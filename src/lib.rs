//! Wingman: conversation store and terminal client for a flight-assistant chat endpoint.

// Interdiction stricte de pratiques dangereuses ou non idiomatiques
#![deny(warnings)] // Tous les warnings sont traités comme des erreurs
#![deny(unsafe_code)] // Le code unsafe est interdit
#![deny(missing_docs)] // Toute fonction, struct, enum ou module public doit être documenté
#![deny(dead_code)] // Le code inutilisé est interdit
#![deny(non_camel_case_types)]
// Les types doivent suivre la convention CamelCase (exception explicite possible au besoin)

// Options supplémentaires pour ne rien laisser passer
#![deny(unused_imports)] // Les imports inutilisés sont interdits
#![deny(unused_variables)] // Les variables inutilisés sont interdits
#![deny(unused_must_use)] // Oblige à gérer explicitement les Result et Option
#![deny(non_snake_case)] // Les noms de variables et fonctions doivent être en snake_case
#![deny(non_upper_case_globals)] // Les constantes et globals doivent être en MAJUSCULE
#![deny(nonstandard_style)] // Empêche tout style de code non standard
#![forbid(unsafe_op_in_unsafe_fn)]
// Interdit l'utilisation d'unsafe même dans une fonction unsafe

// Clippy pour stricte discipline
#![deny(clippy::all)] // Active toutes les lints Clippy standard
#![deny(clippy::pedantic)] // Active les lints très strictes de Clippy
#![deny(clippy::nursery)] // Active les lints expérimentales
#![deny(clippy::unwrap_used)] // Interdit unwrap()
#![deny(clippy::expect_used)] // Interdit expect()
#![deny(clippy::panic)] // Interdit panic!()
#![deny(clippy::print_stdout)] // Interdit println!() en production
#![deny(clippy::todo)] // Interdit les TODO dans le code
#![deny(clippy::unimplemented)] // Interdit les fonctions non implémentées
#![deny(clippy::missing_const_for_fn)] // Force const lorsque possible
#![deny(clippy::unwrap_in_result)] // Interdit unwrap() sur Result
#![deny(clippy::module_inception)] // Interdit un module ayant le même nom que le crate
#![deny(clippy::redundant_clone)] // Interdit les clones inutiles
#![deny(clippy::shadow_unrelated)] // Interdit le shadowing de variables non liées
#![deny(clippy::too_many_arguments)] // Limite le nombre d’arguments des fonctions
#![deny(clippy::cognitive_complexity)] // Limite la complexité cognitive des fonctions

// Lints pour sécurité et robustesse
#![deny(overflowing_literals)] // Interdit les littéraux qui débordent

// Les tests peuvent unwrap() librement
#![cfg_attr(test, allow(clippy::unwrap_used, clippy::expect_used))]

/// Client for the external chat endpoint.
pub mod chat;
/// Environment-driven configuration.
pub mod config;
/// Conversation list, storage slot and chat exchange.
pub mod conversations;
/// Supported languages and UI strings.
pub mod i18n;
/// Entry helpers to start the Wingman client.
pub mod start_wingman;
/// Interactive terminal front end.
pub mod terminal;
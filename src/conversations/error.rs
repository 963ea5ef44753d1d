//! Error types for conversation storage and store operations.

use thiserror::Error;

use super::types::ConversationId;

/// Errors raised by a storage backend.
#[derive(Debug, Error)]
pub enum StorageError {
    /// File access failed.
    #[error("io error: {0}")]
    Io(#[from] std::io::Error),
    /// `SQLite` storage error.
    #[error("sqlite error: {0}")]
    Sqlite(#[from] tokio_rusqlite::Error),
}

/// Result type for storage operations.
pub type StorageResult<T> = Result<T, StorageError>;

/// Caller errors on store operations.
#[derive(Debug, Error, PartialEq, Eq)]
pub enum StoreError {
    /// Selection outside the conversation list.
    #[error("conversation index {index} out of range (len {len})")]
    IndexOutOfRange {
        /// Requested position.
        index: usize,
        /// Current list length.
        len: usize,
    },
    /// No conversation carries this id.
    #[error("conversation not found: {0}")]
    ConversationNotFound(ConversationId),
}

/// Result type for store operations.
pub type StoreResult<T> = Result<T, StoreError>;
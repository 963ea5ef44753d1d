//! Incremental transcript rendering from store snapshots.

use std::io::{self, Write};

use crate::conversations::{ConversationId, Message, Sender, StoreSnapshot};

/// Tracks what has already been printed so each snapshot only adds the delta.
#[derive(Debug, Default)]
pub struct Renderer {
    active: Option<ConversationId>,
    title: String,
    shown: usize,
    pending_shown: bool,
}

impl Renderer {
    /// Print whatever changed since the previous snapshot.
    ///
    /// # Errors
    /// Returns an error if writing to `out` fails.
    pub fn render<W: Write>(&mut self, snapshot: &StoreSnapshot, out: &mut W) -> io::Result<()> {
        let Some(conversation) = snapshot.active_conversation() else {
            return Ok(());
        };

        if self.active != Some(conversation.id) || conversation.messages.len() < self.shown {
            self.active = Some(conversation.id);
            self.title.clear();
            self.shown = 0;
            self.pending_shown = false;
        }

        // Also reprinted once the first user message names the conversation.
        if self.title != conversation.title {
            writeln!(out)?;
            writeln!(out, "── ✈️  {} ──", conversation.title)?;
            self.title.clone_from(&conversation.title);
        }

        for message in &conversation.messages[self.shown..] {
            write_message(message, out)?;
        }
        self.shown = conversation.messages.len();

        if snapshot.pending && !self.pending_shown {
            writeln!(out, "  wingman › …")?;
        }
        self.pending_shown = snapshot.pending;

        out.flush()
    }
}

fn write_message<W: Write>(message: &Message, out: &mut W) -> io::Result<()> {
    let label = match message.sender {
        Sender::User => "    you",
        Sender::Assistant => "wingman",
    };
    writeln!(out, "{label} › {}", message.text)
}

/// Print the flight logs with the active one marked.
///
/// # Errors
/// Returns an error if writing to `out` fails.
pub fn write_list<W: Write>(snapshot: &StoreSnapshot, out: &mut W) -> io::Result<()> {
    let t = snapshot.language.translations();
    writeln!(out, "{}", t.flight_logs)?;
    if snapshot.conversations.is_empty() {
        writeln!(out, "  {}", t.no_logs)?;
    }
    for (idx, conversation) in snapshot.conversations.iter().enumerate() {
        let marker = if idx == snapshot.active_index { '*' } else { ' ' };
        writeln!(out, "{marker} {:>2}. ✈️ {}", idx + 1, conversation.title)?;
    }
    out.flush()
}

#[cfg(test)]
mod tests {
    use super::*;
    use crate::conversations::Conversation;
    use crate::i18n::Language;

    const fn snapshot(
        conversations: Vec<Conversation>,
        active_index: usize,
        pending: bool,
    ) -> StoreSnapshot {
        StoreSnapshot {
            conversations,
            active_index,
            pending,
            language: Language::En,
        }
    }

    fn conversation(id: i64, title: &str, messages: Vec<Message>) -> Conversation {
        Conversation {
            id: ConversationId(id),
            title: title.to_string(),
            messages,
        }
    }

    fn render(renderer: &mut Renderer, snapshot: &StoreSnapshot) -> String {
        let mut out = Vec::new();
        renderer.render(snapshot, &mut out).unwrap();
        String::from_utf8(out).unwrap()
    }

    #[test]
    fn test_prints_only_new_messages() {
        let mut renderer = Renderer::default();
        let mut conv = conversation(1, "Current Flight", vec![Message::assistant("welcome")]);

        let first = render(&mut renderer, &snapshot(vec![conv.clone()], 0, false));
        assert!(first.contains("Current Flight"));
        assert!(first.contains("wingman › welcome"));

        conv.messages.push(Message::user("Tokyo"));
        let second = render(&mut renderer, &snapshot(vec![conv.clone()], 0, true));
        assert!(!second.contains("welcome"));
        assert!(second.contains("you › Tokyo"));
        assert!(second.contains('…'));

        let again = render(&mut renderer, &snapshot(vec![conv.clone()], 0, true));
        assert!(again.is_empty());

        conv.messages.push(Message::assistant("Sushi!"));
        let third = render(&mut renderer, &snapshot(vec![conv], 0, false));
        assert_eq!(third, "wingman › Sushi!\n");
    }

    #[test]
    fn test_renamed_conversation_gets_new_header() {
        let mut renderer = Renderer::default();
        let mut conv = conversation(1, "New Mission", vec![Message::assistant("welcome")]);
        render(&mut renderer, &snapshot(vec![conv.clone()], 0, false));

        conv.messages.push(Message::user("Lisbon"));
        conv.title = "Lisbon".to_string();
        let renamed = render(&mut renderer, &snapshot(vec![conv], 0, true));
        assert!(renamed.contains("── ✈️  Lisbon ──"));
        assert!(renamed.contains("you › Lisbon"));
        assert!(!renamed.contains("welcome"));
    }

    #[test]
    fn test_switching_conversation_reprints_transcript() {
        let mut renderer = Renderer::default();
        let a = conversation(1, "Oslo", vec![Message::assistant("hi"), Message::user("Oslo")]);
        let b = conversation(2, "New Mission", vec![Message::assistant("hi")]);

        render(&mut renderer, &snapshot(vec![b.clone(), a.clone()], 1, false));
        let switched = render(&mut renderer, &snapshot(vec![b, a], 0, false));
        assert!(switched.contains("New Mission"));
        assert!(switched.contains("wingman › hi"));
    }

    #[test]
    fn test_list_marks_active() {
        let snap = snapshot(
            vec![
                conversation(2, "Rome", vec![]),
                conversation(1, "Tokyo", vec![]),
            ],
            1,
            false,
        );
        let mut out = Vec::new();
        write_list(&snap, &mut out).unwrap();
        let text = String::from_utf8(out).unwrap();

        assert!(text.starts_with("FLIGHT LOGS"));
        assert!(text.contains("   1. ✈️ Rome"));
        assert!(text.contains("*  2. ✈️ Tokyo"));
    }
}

━━━━━━━━━━━━━━━━━━━━

### PROBLEM TO SOLVE
Leave out every line after the one with "#![deny(clippy::all)] // Active". Reproduce the material above exactly from its first line through that line.

### ANSWER SPACE
filename src/lib.rs
//! Wingman: conversation store and terminal client for a flight-assistant chat endpoint.

// Interdiction stricte de pratiques dangereuses ou non idiomatiques
#![deny(warnings)] // Tous les warnings sont traités comme des erreurs
#![deny(unsafe_code)] // Le code unsafe est interdit
#![deny(missing_docs)] // Toute fonction, struct, enum ou module public doit être documenté
#![deny(dead_code)] // Le code inutilisé est interdit
#![deny(non_camel_case_types)]
// Les types doivent suivre la convention CamelCase (exception explicite possible au besoin)

// Options supplémentaires pour ne rien laisser passer
#![deny(unused_imports)] // Les imports inutilisés sont interdits
#![deny(unused_variables)] // Les variables inutilisés sont interdits
#![deny(unused_must_use)] // Oblige à gérer explicitement les Result et Option
#![deny(non_snake_case)] // Les noms de variables et fonctions doivent être en snake_case
#![deny(non_upper_case_globals)] // Les constantes et globals doivent être en MAJUSCULE
#![deny(nonstandard_style)] // Empêche tout style de code non standard
#![forbid(unsafe_op_in_unsafe_fn)]
// Interdit l'utilisation d'unsafe même dans une fonction unsafe

// Clippy pour stricte discipline
#![deny(clippy::all)] // Active toutes les lints Clippy standard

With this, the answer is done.